Work to complete: For this exercise, reproduce the entries below exactly, but only from the line containing "WaitStatus::Signaled(_, sig, _)" through the line containing "impl Drop for", both included.

Task inputs:
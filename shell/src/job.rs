use std::io::{self, Write};

use log::debug;
use nix::errno::Errno;
use nix::sys::wait::{self, WaitStatus};
use nix::unistd::{self, Pid};

pub trait WaitStatusExt {
	fn is_terminated(self) -> bool;
	fn code(self) -> u8;
}

impl WaitStatusExt for WaitStatus {
	fn is_terminated(self) -> bool {
		match self {
			WaitStatus::Exited(..) | WaitStatus::Signaled(..) => true,
			_ => false,
		}
	}
	fn code(self) -> u8 {
		match self {
			WaitStatus::Exited(_, code) => code as u8,
			WaitStatus::Signaled(_, sig, _) => 128u8.wrapping_add(sig as i32 as u8),
			_ => 0,
		}
	}
}

/// Blocks until `pid` has terminated, riding out stops and interrupted waits.
pub fn wait_for(pid: Pid) -> nix::Result<WaitStatus> {
	loop {
		match wait::waitpid(pid, None) {
			Ok(status) if status.is_terminated() => { return Ok(status); },
			Ok(_) | Err(Errno::EINTR) => {},
			Err(e) => { return Err(e); },
		}
	}
}

#[derive(Debug, PartialEq, Eq, Clone, Copy)]
pub struct Process {
	pub pid: Pid,
	pub status: WaitStatus,
}

/// Children forked for one pipeline. Every member is reaped before the set
/// goes away, including when spawning stopped half way.
#[derive(Debug)]
pub struct ProcessSet {
	processes: Vec<Process>,
	reaped: usize,
}

impl ProcessSet {
	pub fn new(size_hint: usize) -> ProcessSet {
		ProcessSet { processes: Vec::with_capacity(size_hint), reaped: 0 }
	}

	pub fn len(&self) -> usize {
		self.processes.len()
	}

	/// Forks and records the child on the parent side. The child side must
	/// never return into the caller's loop.
	pub fn push_fork(&mut self) -> nix::Result<unistd::ForkResult> {
		// buffered output would otherwise be written twice
		let _ = io::stdout().flush();
		let _ = io::stderr().flush();
		let r = unsafe { unistd::fork()? };
		if let unistd::ForkResult::Parent { child } = r {
			debug!("forked stage {} as {}", self.processes.len(), child);
			self.processes.push(Process { pid: child, status: WaitStatus::StillAlive });
		}
		Ok(r)
	}

	/// Waits for every child not yet reaped, in fork order. Returns how many
	/// children this set has reaped in total.
	pub fn wait_all(&mut self) -> usize {
		for pr in self.processes.iter_mut().filter(|pr| !pr.status.is_terminated()) {
			match wait_for(pr.pid) {
				Ok(status) => {
					pr.status = status;
					self.reaped += 1;
				},
				Err(e) => debug!("waitpid({}) failed: {}", pr.pid, e),
			}
		}
		debug!("reaped {} of {} stage processes", self.reaped, self.processes.len());
		self.reaped
	}

	pub fn processes(&self) -> &[Process] {
		&self.processes
	}
}

impl Drop for ProcessSet {
	fn drop(&mut self) {
		if self.processes.iter().any(|pr| !pr.status.is_terminated()) {
			self.wait_all();
		}
	}
}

Answer to the problem:
			WaitStatus::Signaled(_, sig, _) => 128u8.wrapping_add(sig as i32 as u8),
			_ => 0,
		}
	}
}

/// Blocks until `pid` has terminated, riding out stops and interrupted waits.
pub fn wait_for(pid: Pid) -> nix::Result<WaitStatus> {
	loop {
		match wait::waitpid(pid, None) {
			Ok(status) if status.is_terminated() => { return Ok(status); },
			Ok(_) | Err(Errno::EINTR) => {},
			Err(e) => { return Err(e); },
		}
	}
}

#[derive(Debug, PartialEq, Eq, Clone, Copy)]
pub struct Process {
	pub pid: Pid,
	pub status: WaitStatus,
}

/// Children forked for one pipeline. Every member is reaped before the set
/// goes away, including when spawning stopped half way.
#[derive(Debug)]
pub struct ProcessSet {
	processes: Vec<Process>,
	reaped: usize,
}

impl ProcessSet {
	pub fn new(size_hint: usize) -> ProcessSet {
		ProcessSet { processes: Vec::with_capacity(size_hint), reaped: 0 }
	}

	pub fn len(&self) -> usize {
		self.processes.len()
	}

	/// Forks and records the child on the parent side. The child side must
	/// never return into the caller's loop.
	pub fn push_fork(&mut self) -> nix::Result<unistd::ForkResult> {
		// buffered output would otherwise be written twice
		let _ = io::stdout().flush();
		let _ = io::stderr().flush();
		let r = unsafe { unistd::fork()? };
		if let unistd::ForkResult::Parent { child } = r {
			debug!("forked stage {} as {}", self.processes.len(), child);
			self.processes.push(Process { pid: child, status: WaitStatus::StillAlive });
		}
		Ok(r)
	}

	/// Waits for every child not yet reaped, in fork order. Returns how many
	/// children this set has reaped in total.
	pub fn wait_all(&mut self) -> usize {
		for pr in self.processes.iter_mut().filter(|pr| !pr.status.is_terminated()) {
			match wait_for(pr.pid) {
				Ok(status) => {
					pr.status = status;
					self.reaped += 1;
				},
				Err(e) => debug!("waitpid({}) failed: {}", pr.pid, e),
			}
		}
		debug!("reaped {} of {} stage processes", self.reaped, self.processes.len());
		self.reaped
	}

	pub fn processes(&self) -> &[Process] {
		&self.processes
	}
}

impl Drop for ProcessSet {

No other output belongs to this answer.